Further analysis have shown a marked uneven distribution of IEs among the four CT result groups. More than half of the errors have been made in the “not covid”, followed by the “atypical for covid” group. IEs in the re-evaluated “not covid” group were mostly consisted of incorrect diagnosis for “atypical for covid”. Similarly, analysis of re-evaluated “atypical covid” group have shown a marked incorrect diagnosis for “typical for covid”. These findings have shown us that that the radiological hallmarks of covid pneumonia were successfully identified but there were lack of experience and knowledge, specifically about atypical radiological findings. This situation had probably created a tendency to not to exclude the covid diagnosis, yet point out a suspicion with the statement of “atypical for covid” in CT reports. Another issue to mention is that, there are subspecialized academic and staff radiologists at our department. The COVID-19 pandemic have necessitated rapid responses from radiology departments to overcome the increased demand on diagnosis and management of covid pneumonia. Along with the partial cancellation of elective diagnostic/interventional procedures and outpatient diagnostic services; nearly all radiologists were integrated into a team dedicated to COVID-19 diagnosis. Therefore, as Vijayasarathi et al . stated, subspecialised radiologists have faced an unexpected challenge in this crisis to maintain their versatility in reporting chest CT scans (9). Similarly, Shi et al. and Cavallo et al. have also mentioned imperative outside-role definition of radiology employees (10,11). Hereby, this situation might also contribute to the escalation of interpretation errors. Considering together with the increased workload and physical and psychological stress of pandemic, it seems nearly inevitable to make interpretation errors in the COVID-19 outbreak.

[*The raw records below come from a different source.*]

// Copyright (C) 2024, Cloudflare, Inc.
// All rights reserved.
//
// Redistribution and use in source and binary forms, with or without
// modification, are permitted provided that the following conditions are
// met:
//
//     * Redistributions of source code must retain the above copyright notice,
//       this list of conditions and the following disclaimer.
//
//     * Redistributions in binary form must reproduce the above copyright
//       notice, this list of conditions and the following disclaimer in the
//       documentation and/or other materials provided with the distribution.
//
// THIS SOFTWARE IS PROVIDED BY THE COPYRIGHT HOLDERS AND CONTRIBUTORS "AS
// IS" AND ANY EXPRESS OR IMPLIED WARRANTIES, INCLUDING, BUT NOT LIMITED TO,
// THE IMPLIED WARRANTIES OF MERCHANTABILITY AND FITNESS FOR A PARTICULAR
// PURPOSE ARE DISCLAIMED. IN NO EVENT SHALL THE COPYRIGHT HOLDER OR
// CONTRIBUTORS BE LIABLE FOR ANY DIRECT, INDIRECT, INCIDENTAL, SPECIAL,
// EXEMPLARY, OR CONSEQUENTIAL DAMAGES (INCLUDING, BUT NOT LIMITED TO,
// PROCUREMENT OF SUBSTITUTE GOODS OR SERVICES; LOSS OF USE, DATA, OR
// PROFITS; OR BUSINESS INTERRUPTION) HOWEVER CAUSED AND ON ANY THEORY OF
// LIABILITY, WHETHER IN CONTRACT, STRICT LIABILITY, OR TORT (INCLUDING
// NEGLIGENCE OR OTHERWISE) ARISING IN ANY WAY OUT OF THE USE OF THIS
// SOFTWARE, EVEN IF ADVISED OF THE POSSIBILITY OF SUCH DAMAGE.

//! Discrete-event transport and link collaborator.
//!
//! The queue under test only decides enqueue/mark/drop; everything that
//! surrounds it in a real network is played by this module: two saturated
//! window-clocked sources, the bottleneck link serializing packets out of
//! the queue, the ack path feeding congestion signals back, the periodic
//! controller timer and the counter sampler. Events run on a single virtual
//! clock in strictly non-decreasing time order, so the queue sees exactly
//! the call pattern it is specified for.

use std::cmp::Ordering;
use std::cmp::Reverse;
use std::collections::BinaryHeap;
use std::collections::VecDeque;
use std::time::Duration;
use std::time::Instant;

use ared::AqmQueue;
use ared::Enqueued;
use ared::Packet;
use ared::Stats;

use crate::scenario::ScenarioConfig;

/// When the sources start transmitting.
pub const CLIENT_START: Duration = Duration::from_millis(1500);

/// When the sources stop transmitting.
pub const CLIENT_STOP: Duration = Duration::from_secs(5);

/// When the run ends, after the queue drained its backlog.
pub const SINK_STOP: Duration = Duration::from_secs(10);

/// How often the decision counters are sampled.
const SAMPLE_INTERVAL: Duration = Duration::from_millis(10);

const INITIAL_CWND: f64 = 4.0;

const MIN_CWND: f64 = 2.0;

// Limited slow start: cap on the congestion window growth per RTT, in
// packets.
const SS_GROWTH_CAP: f64 = 6.0;

#[derive(Clone, Copy, Debug, PartialEq, Eq)]
enum Ev {
    /// A source may transmit its next packet.
    Send(usize),

    /// The bottleneck finished serializing the packet in flight.
    LinkFree,

    /// An ack, possibly carrying a congestion mark, reached its source.
    Ack {
        src: usize,
        sent_at: Duration,
        marked: bool,
    },

    /// A source noticed one of its packets was dropped.
    Loss(usize),

    /// The periodic controller timer fired.
    Adapt,

    /// The periodic counter sampler fired.
    Sample,
}

#[derive(Clone, Copy, Debug, PartialEq, Eq)]
struct Event {
    at: Duration,

    seq: u64,

    ev: Ev,
}

impl Ord for Event {
    fn cmp(&self, other: &Self) -> Ordering {
        self.at.cmp(&other.at).then(self.seq.cmp(&other.seq))
    }
}

impl PartialOrd for Event {
    fn partial_cmp(&self, other: &Self) -> Option<Ordering> {
        Some(self.cmp(other))
    }
}

/// A saturated window-clocked source.
///
/// NewReno in spirit: slow start with a limited-slow-start growth cap,
/// `1/cwnd` growth in congestion avoidance, and at most one halving per
/// RTT. The source always has data to send, so its rate is whatever the
/// window and the access link allow.
struct Source {
    cwnd: f64,

    ssthresh: f64,

    in_flight: usize,

    // Serialization time of one packet on the access link.
    send_gap: Duration,

    // Round-trip propagation, without queueing.
    rtt_base: Duration,

    srtt: Duration,

    // Next time a halving is allowed; one congestion response per RTT.
    recover_at: Duration,

    next_send: Duration,

    // Whether a Send event for this source is already on the heap.
    send_queued: bool,
}

impl Source {
    fn new(send_gap: Duration, rtt_base: Duration) -> Source {
        Source {
            cwnd: INITIAL_CWND,

            ssthresh: f64::MAX,

            in_flight: 0,

            send_gap,

            rtt_base,

            srtt: rtt_base,

            recover_at: Duration::ZERO,

            next_send: CLIENT_START,

            send_queued: false,
        }
    }

    fn can_send(&self) -> bool {
        (self.in_flight as f64) < self.cwnd
    }
}

/// Everything a finished run produced.
pub struct SimOutput {
    /// Final decision counters of the queue under test.
    pub stats: Stats,

    /// Packets the sources offered to the queue.
    pub offered: u64,

    /// Occupancy left in the queue when the run ended.
    pub final_qlen: usize,

    /// Sampled `(seconds, occupancy)` series.
    pub qlen_series: Vec<(f64, u64)>,

    /// Sampled `(seconds, unforced drop count)` series.
    pub drop_series: Vec<(f64, u64)>,

    /// Sampled `(seconds, unforced mark count)` series.
    pub mark_series: Vec<(f64, u64)>,

    /// `(seconds, old, new)` congestion window changes, informational only.
    pub cwnd_series: Vec<(f64, u64, u64)>,
}

/// The event loop driving one scenario run.
pub struct Sim {
    queue: AqmQueue,

    heap: BinaryHeap<Reverse<Event>>,

    seq: u64,

    now: Duration,

    // Base instant the virtual clock is anchored to.
    start: Instant,

    sources: Vec<Source>,

    // (source, send time) for every packet sitting in the queue, in queue
    // order.
    transit: VecDeque<(usize, Duration)>,

    link_busy: bool,

    bottleneck_rate: u64,

    pkt_size: usize,

    use_ecn: bool,

    adjust_interval: Duration,

    offered: u64,

    qlen_series: Vec<(f64, u64)>,

    drop_series: Vec<(f64, u64)>,

    mark_series: Vec<(f64, u64)>,

    cwnd_series: Vec<(f64, u64, u64)>,
}

impl Sim {
    /// Wires a fresh queue into the scenario's topology.
    pub fn new(
        queue: AqmQueue, cfg: &ScenarioConfig, adjust_interval: Duration,
    ) -> Sim {
        let pkt_size = cfg.mean_pkt_size;

        let send_gap =
            Duration::from_secs_f64(pkt_size as f64 * 8.0 / cfg.access_rate as f64);

        let sources = (0..2)
            .map(|i| {
                let rtt_base = 2 * (cfg.access_delay[i] +
                    cfg.bottleneck_delay +
                    cfg.egress_delay[i]);

                Source::new(send_gap, rtt_base)
            })
            .collect();

        Sim {
            queue,

            heap: BinaryHeap::new(),

            seq: 0,

            now: Duration::ZERO,

            start: Instant::now(),

            sources,

            transit: VecDeque::new(),

            link_busy: false,

            bottleneck_rate: cfg.bottleneck_rate,

            pkt_size,

            use_ecn: cfg.use_ecn,

            adjust_interval,

            offered: 0,

            qlen_series: Vec::new(),

            drop_series: Vec::new(),

            mark_series: Vec::new(),

            cwnd_series: Vec::new(),
        }
    }

    /// Runs the scenario to its sink stop time and returns what happened.
    pub fn run(mut self) -> SimOutput {
        self.push(Duration::ZERO, Ev::Sample);
        self.push(Duration::ZERO, Ev::Adapt);

        for i in 0..self.sources.len() {
            self.sources[i].send_queued = true;
            self.push(CLIENT_START, Ev::Send(i));
        }

        while let Some(Reverse(ev)) = self.heap.pop() {
            if ev.at > SINK_STOP {
                break;
            }

            self.now = ev.at;

            match ev.ev {
                Ev::Send(src) => self.on_send(src),

                Ev::LinkFree => self.on_link_free(),

                Ev::Ack {
                    src,
                    sent_at,
                    marked,
                } => self.on_ack(src, sent_at, marked),

                Ev::Loss(src) => self.on_congestion(src),

                Ev::Adapt => self.on_adapt(),

                Ev::Sample => self.on_sample(),
            }
        }

        SimOutput {
            stats: self.queue.stats(),
            offered: self.offered,
            final_qlen: self.queue.len(),
            qlen_series: self.qlen_series,
            drop_series: self.drop_series,
            mark_series: self.mark_series,
            cwnd_series: self.cwnd_series,
        }
    }

    fn push(&mut self, at: Duration, ev: Ev) {
        self.seq += 1;

        self.heap.push(Reverse(Event {
            at,
            seq: self.seq,
            ev,
        }));
    }

    fn wall(&self) -> Instant {
        self.start + self.now
    }

    fn on_send(&mut self, src: usize) {
        if self.now >= CLIENT_STOP {
            self.sources[src].send_queued = false;
            return;
        }

        if !self.sources[src].can_send() {
            // Window-limited; an ack will requeue us.
            self.sources[src].send_queued = false;
            return;
        }

        self.offered += 1;

        let pkt = Packet::new(self.pkt_size, self.use_ecn);
        let now = self.wall();

        match self.queue.enqueue(pkt, now) {
            Enqueued::Accepted => {
                self.sources[src].in_flight += 1;
                self.transit.push_back((src, self.now));

                if !self.link_busy {
                    self.start_tx();
                }
            },

            Enqueued::RejectedFull | Enqueued::RejectedByRed => {
                // The source learns of the loss roughly one RTT later.
                let detect = self.now + self.sources[src].srtt;
                self.push(detect, Ev::Loss(src));
            },
        }

        let at = self.now + self.sources[src].send_gap;
        self.sources[src].next_send = at;
        self.push(at, Ev::Send(src));
    }

    fn start_tx(&mut self) {
        let now = self.wall();

        if let Some(pkt) = self.queue.dequeue(now) {
            let (src, sent_at) = self.transit.pop_front().unwrap();

            self.link_busy = true;

            let ser = Duration::from_secs_f64(
                pkt.size as f64 * 8.0 / self.bottleneck_rate as f64,
            );

            let done = self.now + ser;

            self.push(done, Ev::LinkFree);

            // Residual propagation to the sink plus the return path.
            let rtt_tail = self.sources[src].rtt_base;

            self.push(done + rtt_tail, Ev::Ack {
                src,
                sent_at,
                marked: pkt.marked,
            });
        }
    }

    fn on_link_free(&mut self) {
        self.link_busy = false;

        if !self.queue.is_empty() {
            self.start_tx();
        }
    }

    fn on_ack(&mut self, src: usize, sent_at: Duration, marked: bool) {
        let sample = self.now - sent_at;

        {
            let s = &mut self.sources[src];

            s.in_flight = s.in_flight.saturating_sub(1);

            s.srtt = s.srtt.mul_f64(7.0 / 8.0) + sample.mul_f64(1.0 / 8.0);
        }

        if marked {
            self.on_congestion(src);
        } else {
            let s = &mut self.sources[src];

            if s.cwnd < s.ssthresh {
                // Limited slow start: exponential growth early, capped to a
                // fixed number of packets per RTT once the window is large.
                s.cwnd += (SS_GROWTH_CAP / s.cwnd).min(1.0);
            } else {
                s.cwnd += 1.0 / s.cwnd;
            }
        }

        self.wake(src);
    }

    fn on_congestion(&mut self, src: usize) {
        let now = self.now;

        let s = &mut self.sources[src];

        if now >= s.recover_at {
            let old = s.cwnd;

            s.ssthresh = (s.cwnd / 2.0).max(MIN_CWND);
            s.cwnd = s.ssthresh;
            s.recover_at = now + s.srtt;

            trace!(
                "source {src} cwnd {:.1} -> {:.1} at {:?}",
                old,
                s.cwnd,
                now
            );

            self.cwnd_series.push((
                now.as_secs_f64(),
                old.round() as u64,
                s.cwnd.round() as u64,
            ));
        }

        self.wake(src);
    }

    fn wake(&mut self, src: usize) {
        if self.now >= CLIENT_STOP {
            return;
        }

        let at = {
            let s = &self.sources[src];

            if s.send_queued || !s.can_send() {
                return;
            }

            s.next_send.max(self.now)
        };

        self.sources[src].send_queued = true;
        self.push(at, Ev::Send(src));
    }

    fn on_adapt(&mut self) {
        let now = self.wall();
        self.queue.adapt(now);

        let next = self.now + self.adjust_interval;

        if next <= SINK_STOP {
            self.push(next, Ev::Adapt);
        }
    }

    fn on_sample(&mut self) {
        let t = self.now.as_secs_f64();
        let stats = self.queue.stats();

        self.qlen_series.push((t, self.queue.len() as u64));
        self.drop_series.push((t, stats.unforced_drop));
        self.mark_series.push((t, stats.unforced_mark));

        let next = self.now + SAMPLE_INTERVAL;

        if next <= SINK_STOP {
            self.push(next, Ev::Sample);
        }
    }
}
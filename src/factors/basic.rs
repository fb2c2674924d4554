//! Prior factors on vector variables.
//!
//! A prior pulls a single variable toward a target value:
//! ```text
//! r(x) = x − x_prior
//! ```

use nalgebra::{DMatrix, DVector};

use super::Factor;

#[derive(Debug, Clone, PartialEq)]
pub struct PriorFactor {
    /// Target value
    pub prior: DVector<f64>,
}

impl PriorFactor {
    pub fn new(prior: DVector<f64>) -> Self {
        PriorFactor { prior }
    }

    /// Scalar prior, the common case for one-dimensional states.
    pub fn scalar(value: f64) -> Self {
        PriorFactor::new(DVector::from_element(1, value))
    }
}

impl Factor for PriorFactor {
    fn linearize(
        &self,
        params: &[DVector<f64>],
        compute_jacobian: bool,
    ) -> (DVector<f64>, Option<DMatrix<f64>>) {
        let residual = &params[0] - &self.prior;
        let jacobian = compute_jacobian.then(|| DMatrix::identity(self.prior.len(), self.prior.len()));
        (residual, jacobian)
    }

    fn get_dimension(&self) -> usize {
        self.prior.len()
    }

    fn variable_dims(&self) -> Vec<usize> {
        vec![self.prior.len()]
    }
}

There are some limitations this study. First, we could have included only 13.6% of the Chest CT scans due to lack or delay of PCR test results. Second, we have ignored decline in non-COVID CT cases per/day and focused on COVID dedicated CT reporting volume.
There’s no doubt that COVID pandemic made a huge impact on radiology practices worldwide. Increment of covid-related admission rates and relevant increase in daily workload, rotations of subspecialized personnel for urgent health care management along with growing diagnostic experience over time have possible effects on radiology departments’ performance.